## Brief
Isolate every line in the records below with "static" in it.

## Input material
//! The persistent store facade.

use crate::config::Config;
use crate::context::{BackgroundContext, Context};
use crate::coordinator::{CommitFreeze, StoreCoordinator};
use crate::error::CoreResult;
use crate::schema::Schema;
use crate::types::{ContextRole, SequenceNumber};
use ledgerbridge_storage::{InMemoryBackend, StorageBackend};
use std::sync::Arc;
use tracing::{info, warn};

#[cfg(feature = "std")]
use crate::dir::StoreDir;
#[cfg(feature = "std")]
use std::path::Path;

/// An embedded store with one foreground context and any number of
/// background contexts.
///
/// Open it explicitly at startup and [`close`](Self::close) it at shutdown;
/// dropping the store closes it too.
///
/// # Example
///
/// ```rust
/// use ledgerbridge_core::{Account, PersistentStore, Predicate};
///
/// let store = PersistentStore::open_in_memory()?;
/// let uid = store.perform_background_task(|ctx| {
///     let account: Account = ctx
///         .insert_or_fetch(Some(&Predicate::eq("uId", "A1")))?
///         .remove(0);
///     ctx.try_save()?;
///     Ok::<_, ledgerbridge_core::CoreError>(account.uid)
/// })??;
///
/// let found: Account = store
///     .foreground_context()
///     .fetch_one(Some(&Predicate::eq("uId", "A1")))?;
/// assert_eq!(found.uid, uid);
/// # Ok::<(), ledgerbridge_core::CoreError>(())
/// ```
pub struct PersistentStore {
    coordinator: Arc<StoreCoordinator>,
    foreground: Context,
    save_timeout: Option<std::time::Duration>,
    #[cfg(feature = "std")]
    dir: Option<StoreDir>,
}

impl PersistentStore {
    /// Opens or creates a store directory with default configuration.
    ///
    /// # Errors
    ///
    /// See [`Self::open_with_config`].
    #[cfg(feature = "std")]
    pub fn open(path: impl AsRef<Path>) -> CoreResult<Self> {
        Self::open_with_config(path, Config::default())
    }

    /// Opens or creates a store directory.
    ///
    /// Takes the directory lock and replays the journal.
    ///
    /// # Errors
    ///
    /// Returns `StoreLocked` when another process has the store open,
    /// `InvalidRequest` for a bad path or schema, `Journal` for a corrupt
    /// journal, or the I/O failure.
    #[cfg(feature = "std")]
    pub fn open_with_config(path: impl AsRef<Path>, config: Config) -> CoreResult<Self> {
        use ledgerbridge_storage::FileBackend;

        let dir = StoreDir::open(path.as_ref(), config.create_if_missing)?;
        let backend = FileBackend::open(&dir.journal_path())?;
        let mut store = Self::open_with_backend(config, Box::new(backend))?;
        info!(path = %dir.path().display(), "store opened");
        store.dir = Some(dir);
        Ok(store)
    }

    /// Opens an ephemeral store.
    ///
    /// # Errors
    ///
    /// Returns an error only for an invalid default schema.
    pub fn open_in_memory() -> CoreResult<Self> {
        Self::open_with_backend(
            Config::default().sync_on_commit(false),
            Box::new(InMemoryBackend::new()),
        )
    }

    /// Opens a store whose journal lives on `backend`.
    ///
    /// # Errors
    ///
    /// Returns `InvalidRequest` for an invalid schema, `Journal` for a
    /// corrupt journal, or the backend failure.
    pub fn open_with_backend(config: Config, backend: Box<dyn StorageBackend>) -> CoreResult<Self> {
        let coordinator = Arc::new(StoreCoordinator::open(
            config.schema,
            backend,
            config.sync_on_commit,
        )?);
        let foreground = Context::new(
            Arc::clone(&coordinator),
            ContextRole::Foreground,
            config.save_timeout,
        );
        Ok(Self {
            coordinator,
            foreground,
            save_timeout: config.save_timeout,
            #[cfg(feature = "std")]
            dir: None,
        })
    }

    /// The long-lived context for the presentation path.
    #[must_use]
    pub fn foreground_context(&self) -> &Context {
        &self.foreground
    }

    /// A fresh background context with its own worker thread.
    ///
    /// # Errors
    ///
    /// Returns `StoreClosed` after [`Self::close`], or the thread spawn
    /// failure.
    pub fn new_background_context(&self) -> CoreResult<BackgroundContext> {
        self.coordinator.ensure_open()?;
        BackgroundContext::spawn(Context::new(
            Arc::clone(&self.coordinator),
            ContextRole::Background,
            self.save_timeout,
        ))
    }

    /// Runs `task` on a fresh background context and waits for its result.
    ///
    /// # Errors
    ///
    /// Returns the context creation failure or `ContextClosed` if the task
    /// panicked.
    pub fn perform_background_task<F, R>(&self, task: F) -> CoreResult<R>
    where
        F: FnOnce(&Context) -> R + Send + 'static,
        R: Send + 'static,
    {
        self.new_background_context()?.perform_and_wait(task)
    }

    /// Commits `context`; on failure it is rolled back and `false` returned.
    pub fn save(&self, context: &Context) -> bool {
        context.save()
    }

    /// Blocks all commits until the returned guard is dropped.
    pub fn freeze_commits(&self) -> CommitFreeze<'_> {
        self.coordinator.freeze()
    }

    /// The schema the store was opened with.
    #[must_use]
    pub fn schema(&self) -> &Schema {
        self.coordinator.schema()
    }

    /// Sequence number of the latest commit.
    #[must_use]
    pub fn committed_seq(&self) -> SequenceNumber {
        self.coordinator.committed_seq()
    }

    /// Number of committed objects.
    ///
    /// # Errors
    ///
    /// Returns `StoreClosed` after close.
    pub fn object_count(&self) -> CoreResult<usize> {
        self.coordinator.read(|table| table.len())
    }

    /// Store directory, for file-backed stores.
    #[cfg(feature = "std")]
    #[must_use]
    pub fn path(&self) -> Option<&Path> {
        self.dir.as_ref().map(StoreDir::path)
    }

    /// Syncs the journal and refuses further work. Idempotent.
    ///
    /// # Errors
    ///
    /// Returns the sync failure; the store is closed regardless.
    pub fn close(&self) -> CoreResult<()> {
        self.coordinator.close()
    }

    /// Whether [`Self::close`] has run.
    #[must_use]
    pub fn is_closed(&self) -> bool {
        self.coordinator.is_closed()
    }
}

impl Drop for PersistentStore {
    fn drop(&mut self) {
        if let Err(err) = self.close() {
            warn!(error = %err, "failed to close store cleanly");
        }
    }
}

impl std::fmt::Debug for PersistentStore {
    fn fmt(&self, f: &mut std::fmt::Formatter<'_>) -> std::fmt::Result {
        f.debug_struct("PersistentStore")
            .field("coordinator", &self.coordinator)
            .field("foreground", &self.foreground)
            .finish_non_exhaustive()
    }
}

#[cfg(test)]
mod tests {
    use super::*;
    use crate::error::CoreError;
    use crate::model::Account;
    use crate::predicate::Predicate;
    use tempfile::tempdir;

    fn insert_account(ctx: &Context, uid: &str) {
        ctx.insert_or_fetch::<Account>(Some(&Predicate::eq("uId", uid)))
            .unwrap();
    }

    #[test]
    fn background_save_is_visible_in_foreground() {
        let store = PersistentStore::open_in_memory().unwrap();
        let saved = store
            .perform_background_task(|ctx| {
                insert_account(ctx, "A1");
                ctx.save()
            })
            .unwrap();
        assert!(saved);
        assert_eq!(store.foreground_context().count::<Account>(None).unwrap(), 1);
        assert_eq!(store.committed_seq(), SequenceNumber::new(1));
    }

    #[test]
    fn reopen_recovers_committed_state() {
        let tmp = tempdir().unwrap();
        {
            let store = PersistentStore::open(tmp.path()).unwrap();
            insert_account(store.foreground_context(), "A1");
            assert!(store.save(store.foreground_context()));
            insert_account(store.foreground_context(), "A2");
            // A2 never saved
        }
        let store = PersistentStore::open(tmp.path()).unwrap();
        assert_eq!(store.object_count().unwrap(), 1);
        assert_eq!(store.path(), Some(tmp.path()));
    }

    #[test]
    fn closed_store_refuses_work() {
        let store = PersistentStore::open_in_memory().unwrap();
        store.close().unwrap();
        assert!(store.is_closed());
        assert!(matches!(
            store.new_background_context(),
            Err(CoreError::StoreClosed)
        ));
        assert!(matches!(
            store.foreground_context().fetch::<Account>(None, &[]),
            Err(CoreError::StoreClosed)
        ));
    }

    #[test]
    fn default_save_timeout_applies() {
        let store = PersistentStore::open_with_backend(
            Config::default().save_timeout(std::time::Duration::from_millis(10)),
            Box::new(InMemoryBackend::new()),
        )
        .unwrap();
        insert_account(store.foreground_context(), "A1");
        let freeze = store.freeze_commits();
        assert!(store.foreground_context().try_save().unwrap_err().is_timeout());
        drop(freeze);
        assert_eq!(store.object_count().unwrap(), 0);
        assert!(store.foreground_context().save());
    }
}
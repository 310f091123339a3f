use crate::model::{Entity, ObjectRef};
use crate::object::ObjectId;
use crate::schema::{DeleteRule, EntityDescription};

/// A transaction recorded against an account.
#[derive(Debug, Clone, PartialEq, Eq)]
pub struct Transaction {
    binding: ObjectRef,
    /// Caller-supplied identifier (`uId`).
    pub uid: Option<String>,
    /// Merchant or description.
    pub name: Option<String>,
    /// Where the transaction happened.
    pub location: Option<String>,
    account: Option<ObjectId>,
}

impl Transaction {
    /// Id of the owning account, once attached.
    ///
    /// This is a lookup key, not a reference: re-fetch the account in the
    /// context you are working in.
    #[must_use]
    pub fn account(&self) -> Option<ObjectId> {
        self.account
    }
}

impl Entity for Transaction {
    const ENTITY_NAME: &'static str = "Transaction";
    const ATTRIBUTES: &'static [&'static str] = &["uId", "name", "location"];
    const RELATIONSHIPS: &'static [&'static str] = &["account"];

    fn description() -> EntityDescription {
        EntityDescription::new(Self::ENTITY_NAME)
            .attribute("uId")
            .attribute("name")
            .attribute("location")
            .identity("uId")
            .searchable("name")
            .searchable("location")
            .relationship("account", "Account", DeleteRule::Cascade)
    }

    fn bind(binding: ObjectRef) -> Self {
        Self {
            binding,
            uid: None,
            name: None,
            location: None,
            account: None,
        }
    }

    fn binding(&self) -> ObjectRef {
        self.binding
    }

    fn attribute(&self, key: &str) -> Option<&str> {
        match key {
            "uId" => self.uid.as_deref(),
            "name" => self.name.as_deref(),
            "location" => self.location.as_deref(),
            _ => None,
        }
    }

    fn set_attribute(&mut self, key: &str, value: Option<String>) {
        match key {
            "uId" => self.uid = value,
            "name" => self.name = value,
            "location" => self.location = value,
            _ => {}
        }
    }

    fn relation(&self, name: &str) -> Option<ObjectId> {
        match name {
            "account" => self.account,
            _ => None,
        }
    }

    fn set_relation(&mut self, name: &str, target: Option<ObjectId>) {
        if name == "account" {
            self.account = target;
        }
    }
}
//! Typed queries and writes against a context.
//!
//! ```rust,ignore
//! use ledgerbridge_core::{Account, Predicate, SortDescriptor};
//!
//! let ctx = store.foreground_context();
//! let found: Vec<Account> = ctx.insert_or_fetch(Some(&Predicate::eq("uId", "A1")))?;
//! let sorted: Vec<Account> = ctx.fetch(None, &[SortDescriptor::ascending("name")])?;
//! ```

use crate::codec::{self, Record};
use crate::context::Context;
use crate::error::{CoreError, CoreResult};
use crate::model::{check_coercible, materialize, write_back, Entity};
use crate::object::{ObjectId, StoredObject};
use crate::predicate::Predicate;
use crate::schema::EntityDescription;
use std::cmp::Ordering;
use std::collections::HashSet;
use serde_json::Value;
use tracing::{debug, warn};

/// One sort key.
#[derive(Debug, Clone, PartialEq, Eq)]
pub struct SortDescriptor {
    /// Attribute to sort by.
    pub key: String,
    /// Direction.
    pub ascending: bool,
}

impl SortDescriptor {
    /// Ascending on `key`; unset values first.
    pub fn ascending(key: impl Into<String>) -> Self {
        Self {
            key: key.into(),
            ascending: true,
        }
    }

    /// Descending on `key`; unset values last.
    pub fn descending(key: impl Into<String>) -> Self {
        Self {
            key: key.into(),
            ascending: false,
        }
    }

    fn compare(&self, a: &StoredObject, b: &StoredObject) -> Ordering {
        let ordering = a.attribute(&self.key).cmp(&b.attribute(&self.key));
        if self.ascending {
            ordering
        } else {
            ordering.reverse()
        }
    }
}

impl Context {
    /// Entities of `T` matching `predicate` (all of them when `None`),
    /// ordered by `sort` and then by creation order.
    ///
    /// # Errors
    ///
    /// Returns `DataFetchFailed` when `T` is not in the schema, when stored
    /// objects cannot be read as `T`, or when the predicate or a sort key
    /// names an unknown field.
    pub fn fetch<T: Entity>(
        &self,
        predicate: Option<&Predicate>,
        sort: &[SortDescriptor],
    ) -> CoreResult<Vec<T>> {
        Ok(self
            .sorted::<T>(predicate, sort)?
            .iter()
            .map(|object| materialize(self.id(), object))
            .collect())
    }

    /// Distinct projections of the entities of `T` matching `predicate`.
    ///
    /// Each record holds exactly the requested attributes, unset ones as
    /// `null`; an empty `properties` selects every declared attribute. Rows
    /// follow `sort`, and a row equal to an earlier one is dropped.
    ///
    /// # Errors
    ///
    /// Returns `DataFetchFailed` for an unknown property, or any
    /// [`Self::fetch`] error.
    pub fn fetch_records<T: Entity>(
        &self,
        predicate: Option<&Predicate>,
        sort: &[SortDescriptor],
        properties: &[&str],
    ) -> CoreResult<Vec<Record>> {
        let description = self.fetch_description::<T>()?;
        if let Some(unknown) = properties.iter().find(|p| !description.has_attribute(p)) {
            return Err(CoreError::data_fetch_failed(format!(
                "cannot project {} onto unknown attribute `{unknown}`",
                T::ENTITY_NAME
            )));
        }
        let columns: Vec<&str> = if properties.is_empty() {
            T::ATTRIBUTES.to_vec()
        } else {
            properties.to_vec()
        };

        let objects = self.sorted::<T>(predicate, sort)?;
        let mut seen = HashSet::new();
        let records: Vec<Record> = objects
            .iter()
            .filter(|object| {
                let row: Vec<Option<&str>> = columns.iter().map(|c| object.attribute(c)).collect();
                seen.insert(row)
            })
            .map(|object| {
                columns
                    .iter()
                    .map(|&column| {
                        let value = object
                            .attribute(column)
                            .map_or(Value::Null, |v| Value::String(v.to_string()));
                        (column.to_string(), value)
                    })
                    .collect()
            })
            .collect();
        debug!(
            context = %self.id(),
            entity = T::ENTITY_NAME,
            matched = objects.len(),
            distinct = records.len(),
            "projection fetched"
        );
        Ok(records)
    }

    /// First entity matching `predicate` in creation order.
    ///
    /// # Errors
    ///
    /// Returns `NoData` when nothing matches, or any [`Self::fetch`] error.
    pub fn fetch_one<T: Entity>(&self, predicate: Option<&Predicate>) -> CoreResult<T> {
        let object = self
            .matching::<T>(predicate)?
            .into_iter()
            .next()
            .ok_or_else(|| {
                CoreError::no_data(match predicate {
                    Some(p) => format!("no {} matches {p}", T::ENTITY_NAME),
                    None => format!("no {} exists", T::ENTITY_NAME),
                })
            })?;
        Ok(materialize(self.id(), &object))
    }

    /// Number of entities matching `predicate`.
    ///
    /// # Errors
    ///
    /// Same as [`Self::fetch`].
    pub fn count<T: Entity>(&self, predicate: Option<&Predicate>) -> CoreResult<usize> {
        Ok(self.matching::<T>(predicate)?.len())
    }

    /// Re-fetches an entity by id, as this context sees it.
    ///
    /// This is how entities cross contexts: hand over the id, not the entity.
    ///
    /// # Errors
    ///
    /// Same as [`Self::fetch`].
    pub fn object<T: Entity>(&self, id: ObjectId) -> CoreResult<Option<T>> {
        self.fetch_description::<T>()?;
        Ok(self
            .lookup(id)?
            .filter(|object| object.entity == T::ENTITY_NAME)
            .map(|object| materialize(self.id(), &object)))
    }

    /// Creates one empty entity of `T`, pending in this context.
    ///
    /// # Errors
    ///
    /// Returns `DataFetchFailed` when `T` is not in the schema.
    pub fn insert<T: Entity>(&self) -> CoreResult<T> {
        self.fetch_description::<T>()?;
        self.create::<T>(None)
    }

    /// Find-or-create.
    ///
    /// Without a predicate, creates one new empty entity. With one, returns
    /// the existing matches, or creates exactly one entity seeded with the
    /// predicate's top-level equality values when nothing matches. A second
    /// call with the same predicate in the same context finds that entity.
    ///
    /// # Errors
    ///
    /// Same as [`Self::fetch`].
    pub fn insert_or_fetch<T: Entity>(&self, predicate: Option<&Predicate>) -> CoreResult<Vec<T>> {
        let Some(predicate) = predicate else {
            return Ok(vec![self.insert::<T>()?]);
        };
        let found = self.fetch::<T>(Some(predicate), &[])?;
        if !found.is_empty() {
            return Ok(found);
        }
        debug!(context = %self.id(), entity = T::ENTITY_NAME, %predicate, "no match; creating");
        Ok(vec![self.create::<T>(Some(predicate))?])
    }

    /// Finds the entity with the record's identity value, creating it when
    /// missing, and copies the record's declared fields onto it.
    ///
    /// # Errors
    ///
    /// Returns `InvalidRequest` when `T` has no identity attribute, when the
    /// record lacks a string identity value, or when a field has the wrong
    /// type. Nothing is staged on error.
    pub fn upsert_record<T: Entity>(&self, record: &Record) -> CoreResult<T> {
        let description = self.fetch_description::<T>()?;
        let key = description.identity.clone().ok_or_else(|| {
            CoreError::invalid_request(format!("{} has no identity attribute", T::ENTITY_NAME))
        })?;
        let fields = codec::read_fields::<T>(record)?;
        let uid = fields
            .iter()
            .find(|(name, _)| *name == key)
            .and_then(|(_, value)| value.clone())
            .ok_or_else(|| {
                CoreError::invalid_request(format!(
                    "{} record has no `{key}` value",
                    T::ENTITY_NAME
                ))
            })?;

        let mut entity = self
            .insert_or_fetch::<T>(Some(&Predicate::eq(key, uid)))?
            .into_iter()
            .next()
            .ok_or_else(|| CoreError::no_data(format!("upsert of {} returned nothing", T::ENTITY_NAME)))?;
        for (name, value) in fields {
            entity.set_attribute(name, value);
        }
        self.update(&entity)?;
        Ok(entity)
    }

    /// Free-text search over the searchable fields of `T`.
    ///
    /// # Errors
    ///
    /// Same as [`Self::fetch`].
    pub fn search<T: Entity>(&self, text: &str) -> CoreResult<Vec<T>> {
        let keys = self.fetch_description::<T>()?.searchable.clone();
        self.fetch(Some(&Predicate::search(text, &keys)), &[])
    }

    /// Stages the entity's current field values.
    ///
    /// # Errors
    ///
    /// Returns `InvalidRequest` for an entity from another context or one
    /// that no longer exists in this context.
    pub fn update<T: Entity>(&self, entity: &T) -> CoreResult<()> {
        self.check_binding(entity)?;
        let mut object = self.lookup(entity.id())?.ok_or_else(|| {
            CoreError::invalid_request(format!(
                "{} {} no longer exists",
                T::ENTITY_NAME,
                entity.id()
            ))
        })?;
        write_back(entity, &mut object);
        self.stage(object)
    }

    /// Stages removal of one entity.
    ///
    /// # Errors
    ///
    /// Returns `InvalidRequest` for an entity from another context.
    pub fn remove<T: Entity>(&self, entity: &T) -> CoreResult<()> {
        self.check_binding(entity)?;
        self.stage_delete(entity.id())
    }

    /// Deletes every entity of `T` matching `predicate` through this
    /// context, then saves. `None` deletes all entities of `T`.
    ///
    /// Returns the number of matched entities.
    ///
    /// # Errors
    ///
    /// Returns the fetch or save failure; the context is rolled back.
    pub fn delete<T: Entity>(&self, predicate: Option<&Predicate>) -> CoreResult<usize> {
        if predicate.is_none() {
            warn!(context = %self.id(), entity = T::ENTITY_NAME, "delete without predicate removes every entity");
        }
        let outcome = self.matching::<T>(predicate).and_then(|objects| {
            for object in &objects {
                self.stage_delete(object.id)?;
            }
            self.try_save()?;
            Ok(objects.len())
        });
        if outcome.is_err() {
            self.rollback();
        }
        outcome
    }

    /// Deletes every committed entity of `T` matching `predicate` directly in
    /// the store, then saves the context. Unsaved entities are not
    /// considered.
    ///
    /// Pending edits to anything the delete removed, cascaded children
    /// included, are dropped first. Staged objects pointing at a removed
    /// object follow the relationship's delete rule.
    ///
    /// Returns the number of matched entities.
    ///
    /// # Errors
    ///
    /// Returns the fetch, delete or save failure; the context is rolled
    /// back.
    pub fn batch_delete<T: Entity>(&self, predicate: Option<&Predicate>) -> CoreResult<usize> {
        if predicate.is_none() {
            warn!(context = %self.id(), entity = T::ENTITY_NAME, "batch delete without predicate removes every entity");
        }
        let outcome = self.fetch_description::<T>().and_then(|description| {
            if let Some(predicate) = predicate {
                predicate.validate(description)?;
            }
            let deletion = self.coordinator().delete_matching(
                T::ENTITY_NAME,
                predicate,
                self.save_timeout(),
            )?;
            debug!(
                context = %self.id(),
                entity = T::ENTITY_NAME,
                matched = deletion.matched,
                removed = deletion.removed.len(),
                "batch delete committed"
            );
            self.forget_removed(&deletion.removed);
            self.try_save()?;
            Ok(deletion.matched)
        });
        if outcome.is_err() {
            self.rollback();
        }
        outcome
    }

    fn fetch_description<T: Entity>(&self) -> CoreResult<&EntityDescription> {
        let description = self.describe(T::ENTITY_NAME).ok_or_else(|| {
            CoreError::data_fetch_failed(format!("{} is not part of the store schema", T::ENTITY_NAME))
        })?;
        check_coercible::<T>(description)?;
        Ok(description)
    }

    /// Matching objects of `T` ordered by `sort`, then by creation order.
    fn sorted<T: Entity>(
        &self,
        predicate: Option<&Predicate>,
        sort: &[SortDescriptor],
    ) -> CoreResult<Vec<StoredObject>> {
        let description = self.fetch_description::<T>()?;
        if let Some(descriptor) = sort.iter().find(|d| !description.has_attribute(&d.key)) {
            return Err(CoreError::data_fetch_failed(format!(
                "cannot sort {} by unknown attribute `{}`",
                T::ENTITY_NAME,
                descriptor.key
            )));
        }

        let mut objects = self.matching::<T>(predicate)?;
        if !sort.is_empty() {
            objects.sort_by(|a, b| {
                sort.iter()
                    .map(|d| d.compare(a, b))
                    .find(|o| o.is_ne())
                    .unwrap_or(Ordering::Equal)
            });
        }
        Ok(objects)
    }

    /// Validated, filtered objects of `T` in creation order.
    fn matching<T: Entity>(&self, predicate: Option<&Predicate>) -> CoreResult<Vec<StoredObject>> {
        let description = self.fetch_description::<T>()?;
        if let Some(predicate) = predicate {
            predicate.validate(description)?;
        }
        let mut objects = self.objects_of(T::ENTITY_NAME)?;
        if let Some(predicate) = predicate {
            objects.retain(|object| predicate.evaluate(object));
        }
        Ok(objects)
    }

    fn create<T: Entity>(&self, seed: Option<&Predicate>) -> CoreResult<T> {
        let mut object = self.new_object(T::ENTITY_NAME);
        if let Some(predicate) = seed {
            predicate.seed(&mut object);
        }
        let entity = materialize(self.id(), &object);
        self.stage(object)?;
        Ok(entity)
    }
}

## Exercise answer
        F: FnOnce(&Context) -> R + Send + 'static,
        R: Send + 'static,
    const ENTITY_NAME: &'static str = "Transaction";
    const ATTRIBUTES: &'static [&'static str] = &["uId", "name", "location"];
    const RELATIONSHIPS: &'static [&'static str] = &["account"];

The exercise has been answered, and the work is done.